The problem ::
In the records below, find each line containing the word "await" and copy it.

*** Opening of Records for this exercise ***

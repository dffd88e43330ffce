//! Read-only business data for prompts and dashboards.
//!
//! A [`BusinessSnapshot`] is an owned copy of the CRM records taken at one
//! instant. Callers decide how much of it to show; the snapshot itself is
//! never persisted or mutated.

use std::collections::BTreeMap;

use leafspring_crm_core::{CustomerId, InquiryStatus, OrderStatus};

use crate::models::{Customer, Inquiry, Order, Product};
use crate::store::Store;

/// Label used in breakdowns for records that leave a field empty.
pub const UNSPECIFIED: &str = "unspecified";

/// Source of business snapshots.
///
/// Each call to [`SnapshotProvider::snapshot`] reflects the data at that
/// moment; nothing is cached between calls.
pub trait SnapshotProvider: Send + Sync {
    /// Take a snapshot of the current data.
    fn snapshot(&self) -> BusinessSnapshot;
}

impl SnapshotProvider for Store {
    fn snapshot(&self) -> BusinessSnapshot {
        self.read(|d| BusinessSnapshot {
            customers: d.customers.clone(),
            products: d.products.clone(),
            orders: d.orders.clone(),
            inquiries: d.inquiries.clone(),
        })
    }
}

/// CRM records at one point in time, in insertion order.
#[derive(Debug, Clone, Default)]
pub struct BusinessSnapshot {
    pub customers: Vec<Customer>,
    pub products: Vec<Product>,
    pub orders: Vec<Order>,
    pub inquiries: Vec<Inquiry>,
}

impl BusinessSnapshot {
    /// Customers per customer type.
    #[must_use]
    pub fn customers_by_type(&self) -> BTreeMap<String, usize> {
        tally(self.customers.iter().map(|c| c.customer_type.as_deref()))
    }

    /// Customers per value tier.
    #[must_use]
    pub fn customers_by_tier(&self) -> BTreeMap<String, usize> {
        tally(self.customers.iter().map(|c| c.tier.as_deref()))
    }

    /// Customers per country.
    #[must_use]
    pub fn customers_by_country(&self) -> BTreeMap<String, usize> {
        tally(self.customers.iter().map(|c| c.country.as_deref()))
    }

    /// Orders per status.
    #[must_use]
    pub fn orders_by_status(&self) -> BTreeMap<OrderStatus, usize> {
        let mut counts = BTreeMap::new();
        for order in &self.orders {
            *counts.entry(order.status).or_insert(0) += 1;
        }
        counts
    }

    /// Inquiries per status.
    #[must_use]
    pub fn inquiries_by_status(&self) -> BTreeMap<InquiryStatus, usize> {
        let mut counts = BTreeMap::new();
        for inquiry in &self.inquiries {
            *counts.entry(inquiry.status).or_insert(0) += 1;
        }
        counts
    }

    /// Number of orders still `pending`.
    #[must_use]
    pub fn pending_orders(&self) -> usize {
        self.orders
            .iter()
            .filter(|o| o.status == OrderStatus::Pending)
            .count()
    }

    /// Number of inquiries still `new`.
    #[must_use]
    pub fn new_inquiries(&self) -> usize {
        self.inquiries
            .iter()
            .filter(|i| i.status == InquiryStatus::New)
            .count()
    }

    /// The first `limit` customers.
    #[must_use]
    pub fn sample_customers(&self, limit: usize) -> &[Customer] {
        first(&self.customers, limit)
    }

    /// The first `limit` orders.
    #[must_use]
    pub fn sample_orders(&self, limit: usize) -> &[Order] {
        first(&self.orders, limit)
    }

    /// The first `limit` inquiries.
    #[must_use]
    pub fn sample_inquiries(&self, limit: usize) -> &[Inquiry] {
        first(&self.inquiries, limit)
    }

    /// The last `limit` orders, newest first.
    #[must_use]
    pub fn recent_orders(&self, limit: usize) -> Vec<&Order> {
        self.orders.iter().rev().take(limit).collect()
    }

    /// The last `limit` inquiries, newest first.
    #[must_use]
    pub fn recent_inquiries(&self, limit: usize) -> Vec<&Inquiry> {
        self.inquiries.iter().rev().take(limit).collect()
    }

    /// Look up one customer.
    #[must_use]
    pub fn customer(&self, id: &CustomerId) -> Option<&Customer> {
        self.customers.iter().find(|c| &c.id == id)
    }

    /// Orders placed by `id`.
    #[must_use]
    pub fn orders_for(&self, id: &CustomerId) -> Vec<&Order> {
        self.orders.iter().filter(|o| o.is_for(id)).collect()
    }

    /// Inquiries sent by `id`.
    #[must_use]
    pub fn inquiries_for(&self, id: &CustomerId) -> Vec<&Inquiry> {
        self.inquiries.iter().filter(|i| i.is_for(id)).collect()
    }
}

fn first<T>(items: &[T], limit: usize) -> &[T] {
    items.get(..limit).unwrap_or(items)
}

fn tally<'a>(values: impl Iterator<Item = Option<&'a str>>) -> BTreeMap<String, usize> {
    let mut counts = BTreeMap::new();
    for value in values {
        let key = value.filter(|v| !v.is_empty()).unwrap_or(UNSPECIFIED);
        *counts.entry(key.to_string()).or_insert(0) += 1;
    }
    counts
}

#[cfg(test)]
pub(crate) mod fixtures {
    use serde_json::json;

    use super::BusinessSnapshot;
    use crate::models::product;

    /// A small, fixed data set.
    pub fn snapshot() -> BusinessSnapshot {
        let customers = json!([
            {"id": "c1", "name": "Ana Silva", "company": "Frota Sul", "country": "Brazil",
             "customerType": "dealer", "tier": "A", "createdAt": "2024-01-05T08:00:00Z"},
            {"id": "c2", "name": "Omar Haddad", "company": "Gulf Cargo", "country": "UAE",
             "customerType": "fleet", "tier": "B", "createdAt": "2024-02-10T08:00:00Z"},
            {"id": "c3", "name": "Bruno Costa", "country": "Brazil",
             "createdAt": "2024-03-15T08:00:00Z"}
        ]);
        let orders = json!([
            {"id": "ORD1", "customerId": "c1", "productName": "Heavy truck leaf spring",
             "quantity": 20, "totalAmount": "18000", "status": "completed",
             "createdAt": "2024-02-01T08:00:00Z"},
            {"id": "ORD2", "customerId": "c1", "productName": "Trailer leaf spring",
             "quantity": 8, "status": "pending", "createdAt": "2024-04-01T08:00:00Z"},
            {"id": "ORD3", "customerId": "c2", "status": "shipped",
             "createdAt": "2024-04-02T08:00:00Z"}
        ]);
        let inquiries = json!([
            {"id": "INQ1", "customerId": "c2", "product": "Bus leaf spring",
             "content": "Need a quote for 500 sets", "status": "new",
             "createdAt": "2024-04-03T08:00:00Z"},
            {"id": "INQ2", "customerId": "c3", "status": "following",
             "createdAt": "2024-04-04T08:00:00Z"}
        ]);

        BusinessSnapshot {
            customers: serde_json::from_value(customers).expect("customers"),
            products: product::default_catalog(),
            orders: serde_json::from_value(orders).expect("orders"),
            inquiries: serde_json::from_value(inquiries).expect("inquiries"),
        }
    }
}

*** Close of Records for this exercise ***
*** Opening of Records for this exercise ***

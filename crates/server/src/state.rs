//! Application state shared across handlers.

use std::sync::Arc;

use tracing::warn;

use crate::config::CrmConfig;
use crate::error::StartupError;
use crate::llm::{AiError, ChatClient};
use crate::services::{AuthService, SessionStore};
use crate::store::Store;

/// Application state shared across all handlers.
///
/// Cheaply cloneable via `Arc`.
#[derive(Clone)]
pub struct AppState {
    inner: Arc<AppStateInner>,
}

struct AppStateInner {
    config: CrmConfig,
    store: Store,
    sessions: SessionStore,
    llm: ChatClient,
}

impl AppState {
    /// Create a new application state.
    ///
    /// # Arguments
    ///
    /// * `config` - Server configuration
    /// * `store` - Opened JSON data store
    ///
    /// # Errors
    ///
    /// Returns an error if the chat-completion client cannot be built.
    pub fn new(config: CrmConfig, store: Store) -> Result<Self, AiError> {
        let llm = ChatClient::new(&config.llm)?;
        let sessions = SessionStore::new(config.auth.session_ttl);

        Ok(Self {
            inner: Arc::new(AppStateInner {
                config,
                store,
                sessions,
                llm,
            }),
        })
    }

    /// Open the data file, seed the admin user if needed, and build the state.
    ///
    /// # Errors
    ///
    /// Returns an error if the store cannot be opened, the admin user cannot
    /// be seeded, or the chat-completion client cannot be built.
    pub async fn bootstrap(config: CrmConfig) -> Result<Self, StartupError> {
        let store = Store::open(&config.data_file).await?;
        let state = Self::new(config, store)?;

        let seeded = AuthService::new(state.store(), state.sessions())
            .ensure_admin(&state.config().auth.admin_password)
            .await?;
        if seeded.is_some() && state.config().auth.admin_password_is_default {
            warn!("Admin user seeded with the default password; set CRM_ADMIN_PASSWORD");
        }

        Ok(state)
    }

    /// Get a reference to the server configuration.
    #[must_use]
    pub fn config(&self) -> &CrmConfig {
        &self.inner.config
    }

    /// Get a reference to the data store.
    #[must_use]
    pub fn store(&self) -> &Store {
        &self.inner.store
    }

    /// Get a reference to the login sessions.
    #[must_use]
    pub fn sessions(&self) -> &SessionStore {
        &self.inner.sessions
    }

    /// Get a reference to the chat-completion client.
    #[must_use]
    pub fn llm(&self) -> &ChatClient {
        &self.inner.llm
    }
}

*** Close of Records for this exercise ***
*** Opening of Records for this exercise ***

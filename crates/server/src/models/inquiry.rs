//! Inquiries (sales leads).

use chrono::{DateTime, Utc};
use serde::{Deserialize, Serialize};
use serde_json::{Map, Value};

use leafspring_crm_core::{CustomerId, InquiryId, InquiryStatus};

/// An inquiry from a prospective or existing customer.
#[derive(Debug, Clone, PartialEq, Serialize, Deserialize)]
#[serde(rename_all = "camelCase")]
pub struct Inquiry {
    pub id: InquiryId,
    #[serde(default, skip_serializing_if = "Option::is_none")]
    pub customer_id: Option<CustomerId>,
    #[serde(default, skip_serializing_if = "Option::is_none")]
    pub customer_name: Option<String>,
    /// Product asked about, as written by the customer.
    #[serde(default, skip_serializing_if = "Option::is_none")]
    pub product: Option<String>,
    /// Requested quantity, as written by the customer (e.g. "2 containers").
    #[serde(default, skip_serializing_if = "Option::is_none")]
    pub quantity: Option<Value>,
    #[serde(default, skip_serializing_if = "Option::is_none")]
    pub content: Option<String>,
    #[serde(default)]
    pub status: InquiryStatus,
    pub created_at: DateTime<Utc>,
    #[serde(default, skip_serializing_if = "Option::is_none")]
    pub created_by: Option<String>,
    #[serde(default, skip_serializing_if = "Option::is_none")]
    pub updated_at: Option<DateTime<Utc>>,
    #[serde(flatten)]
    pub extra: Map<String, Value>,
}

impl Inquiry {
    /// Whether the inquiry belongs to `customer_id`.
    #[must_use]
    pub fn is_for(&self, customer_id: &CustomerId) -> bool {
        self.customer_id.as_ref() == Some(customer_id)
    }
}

*** Close of Records for this exercise ***

Response to the task ::
        let store = Store::open(&config.data_file).await?;
            .await?;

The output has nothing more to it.